Faute de pouvoir mieux faire Stéphane Le Foll, ministre de l’Agriculture, a expliqué que la détection de ce cas isolé attestait «de l’efficacité de notre système de surveillance mis en place en France tout au long de la chaîne alimentaire». Stéphane Le Foll a aussi voulu rassurer les consommateurs de viandes; comme ses prédécesseurs confrontés depuis vingt ans à la crise de la vache folle (Philippe Vasseur, Jean Glavany, Hervé Gaymard, Dominique Bussereau, Christine Lagarde ou Michel Barnier), il a «rappelé que la consommation de viande bovine ne présente aucun risque pour l’homme».
Mode de contamination inconnu
Sauf que l’identification du cas des Ardennes est pour partie un effet du hasard.
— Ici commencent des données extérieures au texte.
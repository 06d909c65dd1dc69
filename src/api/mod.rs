//! HTTP control surface using Axum
//!
//! Exposes the drone's status and the two external commands (threshold
//! change, battery reset) under `/api/v1`.

pub mod envelope;
pub mod handlers;
mod routes;

pub use handlers::ControlState;

use anyhow::{Context, Result};
use axum::http::{header, Method};
use axum::Router;
use std::net::SocketAddr;
use tokio_util::sync::CancellationToken;
use tower_http::cors::CorsLayer;
use tower_http::trace::TraceLayer;

/// Restrictive by default. `DRONE_CORS_ORIGINS` takes a comma-separated list
/// of origins allowed to call the API from a browser.
fn build_cors_layer() -> CorsLayer {
    let base = CorsLayer::new()
        .allow_methods([Method::GET, Method::POST])
        .allow_headers([header::CONTENT_TYPE]);

    match std::env::var("DRONE_CORS_ORIGINS") {
        Ok(origins) => {
            let allowed: Vec<_> = origins
                .split(',')
                .filter_map(|o| o.trim().parse().ok())
                .collect();
            tracing::info!(origins = %origins, "CORS: allowing configured origins");
            base.allow_origin(allowed)
        }
        Err(_) => base,
    }
}

/// Complete control router.
pub fn create_app(state: ControlState) -> Router {
    Router::new()
        .nest("/api/v1", routes::api_routes())
        .fallback(handlers::not_found)
        .with_state(state)
        .layer(TraceLayer::new_for_http())
        .layer(build_cors_layer())
}

/// Serve the control API until `cancel_token` fires.
pub async fn serve(
    addr: SocketAddr,
    state: ControlState,
    cancel_token: CancellationToken,
) -> Result<()> {
    let listener = tokio::net::TcpListener::bind(addr)
        .await
        .with_context(|| format!("Failed to bind control API on {addr}"))?;
    tracing::info!(addr = %addr, "Control API listening");

    axum::serve(listener, create_app(state))
        .with_graceful_shutdown(async move { cancel_token.cancelled().await })
        .await
        .context("Control API server failed")
}
//! Drone Configuration Module
//!
//! Startup parameters loaded from TOML, with every value defaulted.
//!
//! ## Loading Order
//!
//! 1. `--config <path>` on the command line
//! 2. `DRONE_CONFIG` environment variable (path to TOML file)
//! 3. `drone_config.toml` in the current working directory
//! 4. Built-in defaults
//!
//! Command-line overrides are applied on top, then the result is validated.
//!
//! ## Usage
//!
//! ```ignore
//! // In main():
//! config::init(DroneConfig::load(args.config.as_deref())?);
//!
//! // Anywhere else:
//! let capacity = config::get().aggregation.window_capacity;
//! ```

mod drone_config;
pub mod defaults;
pub mod validation;

pub use drone_config::*;

use std::sync::OnceLock;

/// Global drone configuration, initialized once at startup.
static DRONE_CONFIG: OnceLock<DroneConfig> = OnceLock::new();

/// Install the global configuration. Later calls are ignored with a warning.
pub fn init(config: DroneConfig) {
    if DRONE_CONFIG.set(config).is_err() {
        tracing::warn!("config::init() called more than once, ignoring");
    }
}

/// Global configuration.
///
/// Falls back to the built-in defaults if [`init`] was never called, which
/// only happens in tests and embedding code.
pub fn get() -> &'static DroneConfig {
    static FALLBACK: OnceLock<DroneConfig> = OnceLock::new();
    DRONE_CONFIG
        .get()
        .unwrap_or_else(|| FALLBACK.get_or_init(DroneConfig::default))
}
Frédéric Perissat, préfet du département, a précisé que la bête «a été blessée dans le cadre d’une insémination et a dû être euthanasiée». Puis, conformément au protocole en matière de prévention, «lorsque l’animal passe à l’équarrissage, il subit des tests». C’est ainsi que l’ESB a été détectée. En d’autres termes, elle aurait fort bien pu ne pas l’être.
Le dernier cas confirmé d’ESB en France datait de 2011. Son origine est demeurée inexpliquée. Le cas des Ardennes est aussi le troisième cas de ce type détecté en Europe depuis 2015. Les deux cas précédents concernaient des bêtes élevées en Irlande et en Grande-Bretagne; là encore, les enquêtes épidémiologiques n’ont pas non plus permis de découvrir le mode de contamination. Ni les experts vétérinaires français ni ceux de l’OIE ne se font d’illusion: le dernier devrait déboucher sur la même impasse épidémiologique. Le même scepticisme prévaut tant au sein de l’Autorité européenne de sécurité des aliments, que la Commission européenne a chargée de «mieux comprendre l’origine et la cause des cas isolés d’ESB chez des bovins jeunes».
Les prions se situent dans un autre monde que celui des parasites et des bactéries. Ils sont même au-delà du monde des virus
On postule que le mode de contamination n’est pas le même que lors de l’épidémie massive des années 1990, dont la cause première a été attribuée à la consommation bovine de «farines animales de viande et d’os», qui, depuis, ont été interdites pour l’alimentation du bétail. Les interdictions progressives des ces déchets animaux issus des abattoirs et une somme de mesures sanitaires complémentaires ont, lentement, permis d’obtenir un contrôle puis un recul progressif de l’épizootie comme en témoignent les données internationales colligées par l’OIE.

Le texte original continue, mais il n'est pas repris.